Becky Rae, our graduate placement for Planning & Renewables looks at the legacy for young people in Scotland of planning onshore wind farms in perpetuity.
The Scottish Planning Policy (SPP), published by the Scottish Government in June 2014, identifies a clear need for further wind development in Scotland, in order to meet energy generation targets and mitigate climate change. It advocates a long-term approach to onshore wind, stating that ‘areas identified for wind farms should be suitable for use in perpetuity’ (Para 170).
In Scotland all wind farms are consented as time-limited developments, with planning permission typically granted for a 25-year period. Planning documents will generally specify that at the end of a wind farm’s operational life, all above-ground infrastructures will be removed and the site will be restored to its former state in accordance with an agreed decommissioning plan.
The inclusion of the word ‘perpetuity’ in SPP however, implies that wind farms should no longer be viewed as temporary constructions. Since the introduction of this policy, when permission to build an onshore wind farm has been granted, it can be assumed that the decision maker has deemed the site acceptable for this purpose for an indefinite period of time.
Despite sites being considered for use in perpetuity, wind farm infrastructure is not designed to last forever and will need replaced periodically. This process is commonly referred to as ‘repowering’.
Repowering generally involves fully decommissioning the existing turbines at a wind farm site and replacing them with newer, larger and more powerful models. It has many potential advantages; the most obvious one being that by installing higher capacity turbines, a site’s wind resources can be better exploited and considerably more electricity can be generated. A further advantage of repowering is that some of the site’s infrastructure, such as the access tracks and grid connections, can be re-used. This can reduce the construction costs and environmental impacts of the process compared to building an equivalent wind farm in a previously undeveloped area.
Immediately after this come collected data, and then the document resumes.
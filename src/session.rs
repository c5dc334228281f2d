//! Session Store: pins a model to a session id for
//! response consistency across a conversation. Grounded on the same
//! TTL-keyed-map idiom as [`crate::routing::selector`]'s rate-limit
//! cooldowns and [`crate::payment::cache`]'s payment-parameter cache.

use std::collections::HashMap;
use std::sync::Mutex;
use std::time::{Duration, Instant};

use crate::routing::Tier;

#[derive(Debug, Clone)]
pub struct SessionEntry {
    pub model: String,
    pub tier: Tier,
    pub created_at: Instant,
    pub last_used_at: Instant,
    pub request_count: u64,
}

pub struct SessionStore {
    enabled: bool,
    header_name: String,
    timeout: Duration,
    sessions: Mutex<HashMap<String, SessionEntry>>,
}

impl SessionStore {
    pub fn new(enabled: bool, header_name: String, timeout: Duration) -> Self {
        Self { enabled, header_name, timeout, sessions: Mutex::new(HashMap::new()) }
    }

    pub fn is_enabled(&self) -> bool {
        self.enabled
    }

    pub fn header_name(&self) -> &str {
        &self.header_name
    }

    /// The pinned model+tier for `session_id`, if a live (non-idle-expired)
    /// entry exists. Does not itself advance `last_used_at` — callers that
    /// reuse a pin should follow up with [`touch_session`].
    pub fn get(&self, session_id: &str) -> Option<(String, Tier)> {
        let sessions = self.sessions.lock().expect("session store mutex poisoned");
        sessions
            .get(session_id)
            .filter(|entry| entry.last_used_at.elapsed() <= self.timeout)
            .map(|entry| (entry.model.clone(), entry.tier))
    }

    /// `setSession`: create or overwrite the pin for a session.
    pub fn set_session(&self, session_id: &str, model: String, tier: Tier) {
        let now = Instant::now();
        let mut sessions = self.sessions.lock().expect("session store mutex poisoned");
        sessions.insert(
            session_id.to_string(),
            SessionEntry { model, tier, created_at: now, last_used_at: now, request_count: 1 },
        );
    }

    /// `touchSession`: advance `last_used_at` and bump the
    /// request counter for an existing session.
    pub fn touch_session(&self, session_id: &str) {
        let mut sessions = self.sessions.lock().expect("session store mutex poisoned");
        if let Some(entry) = sessions.get_mut(session_id) {
            entry.last_used_at = Instant::now();
            entry.request_count += 1;
        }
    }

    /// Periodic background sweep: evict sessions idle longer than the
    /// configured timeout.
    pub fn sweep_idle(&self) {
        let mut sessions = self.sessions.lock().expect("session store mutex poisoned");
        sessions.retain(|_, entry| entry.last_used_at.elapsed() <= self.timeout);
    }

    pub fn len(&self) -> usize {
        self.sessions.lock().expect("session store mutex poisoned").len()
    }

    pub fn is_empty(&self) -> bool {
        self.len() == 0
    }
}

/// The interval between background idle sweeps.
pub const SWEEP_INTERVAL: Duration = Duration::from_secs(5 * 60);

#[cfg(test)]
mod tests {
    use super::*;

    #[test]
    fn set_then_get_returns_pinned_model() {
        let store = SessionStore::new(true, "x-session-id".into(), Duration::from_secs(1800));
        store.set_session("s1", "anthropic/claude-opus-4.6".into(), Tier::Complex);
        let (model, tier) = store.get("s1").unwrap();
        assert_eq!(model, "anthropic/claude-opus-4.6");
        assert_eq!(tier, Tier::Complex);
    }

    #[test]
    fn touch_advances_last_used_and_count() {
        let store = SessionStore::new(true, "x-session-id".into(), Duration::from_secs(1800));
        store.set_session("s1", "m".into(), Tier::Simple);
        store.touch_session("s1");
        let sessions = store.sessions.lock().unwrap();
        assert_eq!(sessions.get("s1").unwrap().request_count, 2);
    }

    #[test]
    fn idle_session_is_not_returned() {
        let store = SessionStore::new(true, "x-session-id".into(), Duration::from_millis(5));
        store.set_session("s1", "m".into(), Tier::Simple);
        std::thread::sleep(Duration::from_millis(20));
        assert!(store.get("s1").is_none());
    }

    #[test]
    fn sweep_removes_idle_entries() {
        let store = SessionStore::new(true, "x-session-id".into(), Duration::from_millis(5));
        store.set_session("s1", "m".into(), Tier::Simple);
        std::thread::sleep(Duration::from_millis(20));
        store.sweep_idle();
        assert!(store.is_empty());
    }
}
Disadvantages of repowering include that the process will generally result in taller turbines being installed. In some locations this will intensify the landscape and visual impacts of developments on the wider environment, although these effects may be mitigated if the total number of turbines erected is reduced. In addition, a component of wind farm infrastructure that cannot be easily reused is the turbine foundations. At present, redundant foundations tend to be left in-situ when a wind farm is repowered. This practice is not in line with the circular economy and the long-term ecological impacts of abandoning such vast quantities of concrete in the ground are not yet fully understood.
SPP promotes repowering and even states that the current use of the site as a wind farm will be a ‘material consideration’ (para 174) when deciding whether or not to grant planning permission for a proposed onshore wind development. It can therefore be assumed that many sites that are presently used as wind farms in Scotland will be repowered in the future.
Significance for Young People in Scotland
In the ‘Year of Young People’, it is important that we consider what the legacy of building wind farms in locations where they may be used in perpetuity will mean for Scotland’s youth. As a consequence of SPP and the Scottish Government’s ambitious renewable energy targets, it is probable that many onshore wind farms will remain in place throughout the lifetimes of people living in Scotland today. In addition, through technological advances and repowering, wind turbines are likely to get larger and potentially more visually intrusive over time. Temporally, these changes will affect young people more than any other age group.
But does this mean that onshore wind farms have become an unwanted burden that has been imposed on the younger generations? Onshore wind has been present in Scotland long enough that many of today’s young people will not recall a time when wind turbines weren’t a common feature of the countryside. Consequently, it is likely that young people will consider wind farms less invasive than those from older generations, who will clearly remember a pre-turbine landscape.
In addition, figures suggest that younger people tend to be generally supportive of renewable energy initiatives. YouGov Poll data from a 2015 survey indicated that only 2% of people aged 18-24 believed that the building of onshore wind farms should be banned compared to 25% of those aged 60+. In contrast, 43% of respondents surveyed in the younger age category thought that the Government should actively encourage the construction of new wind farms. A separate poll conducted by ComRes in 2016, identified that just 9% of respondents aged 18-24 were opposed to onshore wind farms, in contrast to 31% of their counterparts aged 65 and over.
Such surveys highlight a distinct age-based divide in public attitudes towards onshore wind farms however it is difficult to determine the precise reasons for this split. Possible options include a generational shift in perspective regarding climate change (and the role of renewable energy in mitigating it), an absence of nostalgia for a pre-wind farm landscape amongst younger people or the fact that young people are less likely to live in rural locations than those in other age categories.
What is evident is that with sites now being selected for use in perpetuity, many of Scotland’s wind farms are set to be in place for the foreseeable future and overall, young people appear to be supportive of this prospect.